If you want to have a real discussion, you need to start on common ground. If you don’t start on common ground, it’s like building a house on quicksand. The entire enterprise will quickly fall in on itself. The “discussion” will quickly turn to disrespect and insults. I talked about this on this Monday Minute.
We don’t see a lot of real discussions right now. We see debates. And there are plenty of arguments and insults. But actual discussions are pretty rare. It’s why I loved this interview with Trevor Noah and Representative Dan Crenshaw. It felt like a discussion…with adults.
But how do you find that common ground in order to have a discussion?
I have been thinking a lot about this, and while I am certainly not sure, I think it begins with a question.
“Can we agree…?”
We begin with a foundational question to see if we can agree that around foundation (or common ground) are the same. If we can’t agree to this question…maybe we shouldn’t continue. Or…maybe we discover where our ideas diverge in a less emotional way. Maybe.

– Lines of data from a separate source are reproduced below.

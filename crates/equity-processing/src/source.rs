//! Loading encounter tables from delimited text files.
//!
//! `.csv` files are comma-separated; `.txt` and `.tsv` files are
//! tab-separated. Spreadsheets are not supported.

use crate::error::{EquityError, Result};
use polars::io::csv::read::{CsvParseOptions, CsvReadOptions};
use polars::prelude::*;
use std::io::Cursor;
use std::path::Path;
use tracing::{debug, info};

/// Rows used to infer column types.
const INFER_SCHEMA_ROWS: usize = 100;

/// Field separator for a file extension.
pub fn separator_for(path: &Path) -> Result<u8> {
    let ext = path
        .extension()
        .and_then(|e| e.to_str())
        .map(|e| e.to_ascii_lowercase())
        .unwrap_or_default();

    match ext.as_str() {
        "csv" => Ok(b','),
        "txt" | "tsv" => Ok(b'\t'),
        _ => Err(EquityError::UnsupportedFormat(ext)),
    }
}

/// Load a table, retrying with relaxed quoting and then with cleaned
/// content if the strict read fails.
///
/// # Errors
///
/// - [`EquityError::UnsupportedFormat`] for extensions other than csv/txt/tsv
/// - [`EquityError::Io`] if the file cannot be read
/// - [`EquityError::Polars`] if every strategy fails
pub fn load_table(path: impl AsRef<Path>) -> Result<DataFrame> {
    let path = path.as_ref();
    let separator = separator_for(path)?;

    info!("Loading {}", path.display());

    match read_with(path, separator, Some(b'"')) {
        Ok(df) => return Ok(df),
        Err(e) => debug!("Standard loading failed: {}", e),
    }

    match read_with(path, separator, None) {
        Ok(df) => return Ok(df),
        Err(e) => debug!("Loading without quotes failed: {}", e),
    }

    let content = std::fs::read_to_string(path)?;
    let df = CsvReadOptions::default()
        .with_infer_schema_length(Some(INFER_SCHEMA_ROWS))
        .with_has_header(true)
        .with_parse_options(CsvParseOptions::default().with_separator(separator))
        .into_reader_with_file_handle(Cursor::new(clean_content(&content)))
        .finish()?;
    Ok(df)
}

fn read_with(path: &Path, separator: u8, quote: Option<u8>) -> Result<DataFrame> {
    let df = CsvReadOptions::default()
        .with_infer_schema_length(Some(INFER_SCHEMA_ROWS))
        .with_has_header(true)
        .with_parse_options(
            CsvParseOptions::default()
                .with_separator(separator)
                .with_quote_char(quote),
        )
        .try_into_reader_with_file_path(Some(path.to_path_buf()))?
        .finish()?;
    Ok(df)
}

/// Collapse doubled quotes and drop blank lines.
fn clean_content(content: &str) -> String {
    content
        .replace("\"\"\"", "\"")
        .replace("\"\"", "\"")
        .lines()
        .filter(|line| !line.trim().is_empty())
        .collect::<Vec<_>>()
        .join("\n")
}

I learned this from a good friend of mine years ago when talking about politics. I was lamenting the current leader in the Oval Office and he stopped me with this question. “Can we agree he is doing the best he can?”
When I say he stopped me…he really did. The honest fact is, I had never considered this! But as it broke me away from my emotion, I looked at my friend and said, “Yes. I am sure he is doing the best he can.” And the conversation completely changed. The tone was different…and the discussion was more productive.
So the next time you find yourself wading into dangerous conversational territories (and you actually want to keep going), give that a try. Ask the other person, “Can we agree…?” and see if you can find some common ground. It might take the emotion out of a tough discussion…and make it worth having.